┌─ SUPPLIED ENTRIES
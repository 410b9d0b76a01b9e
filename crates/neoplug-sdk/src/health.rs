//! Plugin health: named periodic checks and an on-demand snapshot.
//!
//! Each registered check gets its own runner task. A check that panics is
//! reported as failing with the panic payload as its message rather than
//! taking the runner down.

use std::sync::Arc;
use std::time::Duration;

use async_trait::async_trait;
use serde::{Deserialize, Serialize};
use tokio::sync::RwLock;
use tokio_util::sync::CancellationToken;
use tracing::warn;

/// Result of one health check invocation.
#[derive(Debug, Clone, Copy, Default, PartialEq, Eq, Serialize, Deserialize)]
#[serde(rename_all = "lowercase")]
pub enum HealthStatus {
    Ok,
    Degraded,
    Failing,
    #[default]
    Unknown,
}

impl std::fmt::Display for HealthStatus {
    fn fmt(&self, f: &mut std::fmt::Formatter<'_>) -> std::fmt::Result {
        match self {
            Self::Ok => write!(f, "ok"),
            Self::Degraded => write!(f, "degraded"),
            Self::Failing => write!(f, "failing"),
            Self::Unknown => write!(f, "unknown"),
        }
    }
}

/// Outcome of a check run.
#[derive(Debug, Clone, Default)]
pub struct CheckOutcome {
    pub status: HealthStatus,
    pub message: String,
}

impl CheckOutcome {
    pub fn ok(message: impl Into<String>) -> Self {
        Self {
            status: HealthStatus::Ok,
            message: message.into(),
        }
    }

    pub fn degraded(message: impl Into<String>) -> Self {
        Self {
            status: HealthStatus::Degraded,
            message: message.into(),
        }
    }

    pub fn failing(message: impl Into<String>) -> Self {
        Self {
            status: HealthStatus::Failing,
            message: message.into(),
        }
    }
}

/// A named periodic health check.
#[async_trait]
pub trait HealthCheck: Send + Sync {
    fn name(&self) -> &str;

    async fn check(&self) -> CheckOutcome;
}

/// Snapshot of one check's latest state.
#[derive(Debug, Clone, Serialize, Deserialize)]
pub struct CheckSnapshot {
    pub name: String,
    pub status: HealthStatus,
    pub message: String,
    /// Milliseconds since the Unix epoch; 0 when the check has not run yet.
    pub updated_at: i64,
}

/// Snapshot of the whole registry.
#[derive(Debug, Clone, Serialize, Deserialize)]
pub struct HealthSnapshot {
    /// Worst status across all checks.
    pub status: HealthStatus,
    pub checks: Vec<CheckSnapshot>,
}

struct RegisteredCheck {
    check: Arc<dyn HealthCheck>,
    interval: Duration,
    state: Arc<RwLock<CheckSnapshot>>,
}

/// Registry of periodic health checks.
#[derive(Default)]
pub struct HealthRegistry {
    checks: RwLock<Vec<RegisteredCheck>>,
}

impl HealthRegistry {
    pub fn new() -> Self {
        Self::default()
    }

    /// Register a check with its cadence.
    pub async fn register(&self, check: Arc<dyn HealthCheck>, interval: Duration) {
        let state = Arc::new(RwLock::new(CheckSnapshot {
            name: check.name().to_string(),
            status: HealthStatus::Unknown,
            message: String::new(),
            updated_at: 0,
        }));
        self.checks.write().await.push(RegisteredCheck {
            check,
            interval,
            state,
        });
    }

    /// Spawn one runner task per registered check.
    pub async fn start(&self, token: CancellationToken) -> Vec<tokio::task::JoinHandle<()>> {
        let checks = self.checks.read().await;
        checks
            .iter()
            .map(|registered| {
                let check = Arc::clone(&registered.check);
                let state = Arc::clone(&registered.state);
                let interval = registered.interval;
                let token = token.clone();
                tokio::spawn(async move {
                    let mut ticker = tokio::time::interval(interval);
                    ticker.set_missed_tick_behavior(tokio::time::MissedTickBehavior::Skip);
                    loop {
                        tokio::select! {
                            _ = token.cancelled() => break,
                            _ = ticker.tick() => {
                                let outcome = run_check(Arc::clone(&check)).await;
                                let mut snapshot = state.write().await;
                                snapshot.status = outcome.status;
                                snapshot.message = outcome.message;
                                snapshot.updated_at = chrono::Utc::now().timestamp_millis();
                            }
                        }
                    }
                })
            })
            .collect()
    }

    /// Current snapshot of every check.
    pub async fn snapshot(&self) -> HealthSnapshot {
        let checks = self.checks.read().await;
        let mut snapshots = Vec::with_capacity(checks.len());
        for registered in checks.iter() {
            snapshots.push(registered.state.read().await.clone());
        }

        let status = overall_status(&snapshots);
        HealthSnapshot {
            status,
            checks: snapshots,
        }
    }

    pub async fn check_count(&self) -> usize {
        self.checks.read().await.len()
    }
}

fn overall_status(checks: &[CheckSnapshot]) -> HealthStatus {
    let mut status = HealthStatus::Ok;
    for check in checks {
        match check.status {
            HealthStatus::Failing => return HealthStatus::Failing,
            HealthStatus::Degraded => status = HealthStatus::Degraded,
            HealthStatus::Unknown if status == HealthStatus::Ok => {
                status = HealthStatus::Unknown;
            }
            _ => {}
        }
    }
    if checks.is_empty() {
        HealthStatus::Ok
    } else {
        status
    }
}

/// Run a check in its own task so a panic converts to a failing outcome.
async fn run_check(check: Arc<dyn HealthCheck>) -> CheckOutcome {
    let name = check.name().to_string();
    let handle = tokio::spawn(async move { check.check().await });
    match handle.await {
        Ok(outcome) => outcome,
        Err(e) => {
            let message = if e.is_panic() {
                match e.into_panic().downcast::<String>() {
                    Ok(msg) => *msg,
                    Err(payload) => match payload.downcast::<&'static str>() {
                        Ok(msg) => (*msg).to_string(),
                        Err(_) => "health check panicked".to_string(),
                    },
                }
            } else {
                "health check was cancelled".to_string()
            };
            warn!(check = %name, message = %message, "health check panicked");
            CheckOutcome::failing(message)
        }
    }
}

/// Utilisation thresholds shared by the built-in queue checks.
fn utilisation_outcome(name: &str, len: usize, capacity: usize) -> CheckOutcome {
    if capacity == 0 {
        return CheckOutcome::ok(format!("{} unbounded", name));
    }
    let pct = len * 100 / capacity;
    let message = format!("{} at {}% ({}/{})", name, pct, len, capacity);
    if pct >= 100 {
        CheckOutcome::failing(message)
    } else if pct >= 90 {
        CheckOutcome::degraded(message)
    } else {
        CheckOutcome::ok(message)
    }
}

/// Built-in check reporting utilisation of a bounded channel.
pub struct QueueUtilizationCheck<T> {
    name: String,
    sender: async_channel::Sender<T>,
}

impl<T> QueueUtilizationCheck<T> {
    pub fn new(name: impl Into<String>, sender: async_channel::Sender<T>) -> Self {
        Self {
            name: name.into(),
            sender,
        }
    }
}

#[async_trait]
impl<T: Send + Sync> HealthCheck for QueueUtilizationCheck<T> {
    fn name(&self) -> &str {
        &self.name
    }

    async fn check(&self) -> CheckOutcome {
        utilisation_outcome(
            &self.name,
            self.sender.len(),
            self.sender.capacity().unwrap_or(0),
        )
    }
}

/// Shared listener counters surfaced through [`ListenerHealthCheck`].
#[derive(Debug, Default)]
pub struct ListenerStats {
    /// Currently running listener workers.
    pub active: std::sync::atomic::AtomicUsize,
    /// Total listener restarts since start.
    pub restarts: std::sync::atomic::AtomicUsize,
    /// Listeners abandoned after exhausting their restart budget.
    pub dead: std::sync::atomic::AtomicUsize,
}

/// Built-in check surfacing listener restart storms.
pub struct ListenerHealthCheck {
    stats: Arc<ListenerStats>,
    /// Cumulative restarts beyond which the check degrades.
    restart_threshold: usize,
}

impl ListenerHealthCheck {
    pub fn new(stats: Arc<ListenerStats>, restart_threshold: usize) -> Self {
        Self {
            stats,
            restart_threshold,
        }
    }
}

#[async_trait]
impl HealthCheck for ListenerHealthCheck {
    fn name(&self) -> &str {
        "listeners"
    }

    async fn check(&self) -> CheckOutcome {
        use std::sync::atomic::Ordering;
        let active = self.stats.active.load(Ordering::Relaxed);
        let restarts = self.stats.restarts.load(Ordering::Relaxed);
        let dead = self.stats.dead.load(Ordering::Relaxed);

        let message = format!(
            "{} active, {} restarts, {} dead",
            active, restarts, dead
        );
        if dead > 0 {
            CheckOutcome::failing(message)
        } else if restarts > self.restart_threshold {
            CheckOutcome::degraded(message)
        } else {
            CheckOutcome::ok(message)
        }
    }
}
└─
YOUR OBJECTIVE - Print only these lines, please. They run from the start of the entries above to the line containing "use async_trait::async_trait;", both ends included, and must match exactly.

TASK OUTPUT -
repository 410b9d0b76a01b9e
filename crates/neoplug-sdk/src/health.rs
//! Plugin health: named periodic checks and an on-demand snapshot.
//!
//! Each registered check gets its own runner task. A check that panics is
//! reported as failing with the panic payload as its message rather than
//! taking the runner down.

use std::sync::Arc;
use std::time::Duration;

use async_trait::async_trait;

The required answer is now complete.